**What you should do:** Reproduce, exactly and in full, only the lines below from the one containing "criterion_group!(benches, bench_pagination);" through the one containing "criterion_main!(benches);".

━━━ Records provided ━━━

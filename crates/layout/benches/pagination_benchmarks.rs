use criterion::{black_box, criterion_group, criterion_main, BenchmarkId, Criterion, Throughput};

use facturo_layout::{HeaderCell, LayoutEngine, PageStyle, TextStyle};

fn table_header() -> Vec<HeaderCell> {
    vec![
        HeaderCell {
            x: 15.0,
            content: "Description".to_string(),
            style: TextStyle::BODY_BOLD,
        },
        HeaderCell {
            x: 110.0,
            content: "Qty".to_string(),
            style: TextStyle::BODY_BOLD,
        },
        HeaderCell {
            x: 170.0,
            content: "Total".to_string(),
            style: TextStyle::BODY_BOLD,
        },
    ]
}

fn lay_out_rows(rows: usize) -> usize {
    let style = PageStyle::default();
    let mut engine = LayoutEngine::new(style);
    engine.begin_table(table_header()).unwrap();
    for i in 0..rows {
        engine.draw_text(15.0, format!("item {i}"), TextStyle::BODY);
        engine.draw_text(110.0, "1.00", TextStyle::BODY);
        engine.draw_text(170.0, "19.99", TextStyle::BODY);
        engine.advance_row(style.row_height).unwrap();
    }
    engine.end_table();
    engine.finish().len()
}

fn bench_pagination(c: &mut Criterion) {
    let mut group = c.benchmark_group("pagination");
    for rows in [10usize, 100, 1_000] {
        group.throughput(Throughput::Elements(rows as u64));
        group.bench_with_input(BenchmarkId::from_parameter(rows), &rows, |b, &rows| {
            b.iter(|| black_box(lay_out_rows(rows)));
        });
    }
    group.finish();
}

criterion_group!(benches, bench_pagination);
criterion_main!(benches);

━━━
━━━ Records provided ━━━

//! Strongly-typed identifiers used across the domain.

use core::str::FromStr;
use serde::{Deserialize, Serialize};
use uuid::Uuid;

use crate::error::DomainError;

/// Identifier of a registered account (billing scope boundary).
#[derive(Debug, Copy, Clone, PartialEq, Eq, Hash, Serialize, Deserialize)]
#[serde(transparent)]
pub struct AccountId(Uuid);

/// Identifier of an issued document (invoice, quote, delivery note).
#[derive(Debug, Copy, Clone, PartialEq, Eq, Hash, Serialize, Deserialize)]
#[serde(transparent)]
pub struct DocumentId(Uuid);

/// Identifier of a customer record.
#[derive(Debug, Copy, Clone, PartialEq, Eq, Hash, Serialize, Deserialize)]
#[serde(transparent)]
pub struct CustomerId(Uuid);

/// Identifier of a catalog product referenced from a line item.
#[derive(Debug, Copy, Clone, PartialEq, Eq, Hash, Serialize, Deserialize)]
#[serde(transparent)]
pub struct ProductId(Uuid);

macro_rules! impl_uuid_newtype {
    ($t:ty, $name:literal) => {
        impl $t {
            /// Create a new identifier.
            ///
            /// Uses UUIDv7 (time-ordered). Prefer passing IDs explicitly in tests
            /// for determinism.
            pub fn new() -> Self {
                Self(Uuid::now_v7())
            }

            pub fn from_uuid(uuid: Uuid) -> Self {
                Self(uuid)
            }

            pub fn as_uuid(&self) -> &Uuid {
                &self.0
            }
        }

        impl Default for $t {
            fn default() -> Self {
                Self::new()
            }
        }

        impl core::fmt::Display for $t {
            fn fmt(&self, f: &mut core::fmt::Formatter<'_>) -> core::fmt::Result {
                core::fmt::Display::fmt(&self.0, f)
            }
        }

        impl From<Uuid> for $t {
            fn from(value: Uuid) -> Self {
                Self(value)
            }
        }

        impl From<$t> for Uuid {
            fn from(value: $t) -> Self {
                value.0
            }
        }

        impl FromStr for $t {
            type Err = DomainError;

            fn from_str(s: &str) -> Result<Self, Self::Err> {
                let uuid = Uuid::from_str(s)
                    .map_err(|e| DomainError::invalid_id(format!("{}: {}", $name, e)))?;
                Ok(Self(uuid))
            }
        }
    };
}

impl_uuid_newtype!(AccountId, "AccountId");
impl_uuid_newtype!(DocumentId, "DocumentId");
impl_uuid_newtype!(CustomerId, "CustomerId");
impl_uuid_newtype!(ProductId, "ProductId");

━━━

**Task response:**
criterion_group!(benches, bench_pagination);
criterion_main!(benches);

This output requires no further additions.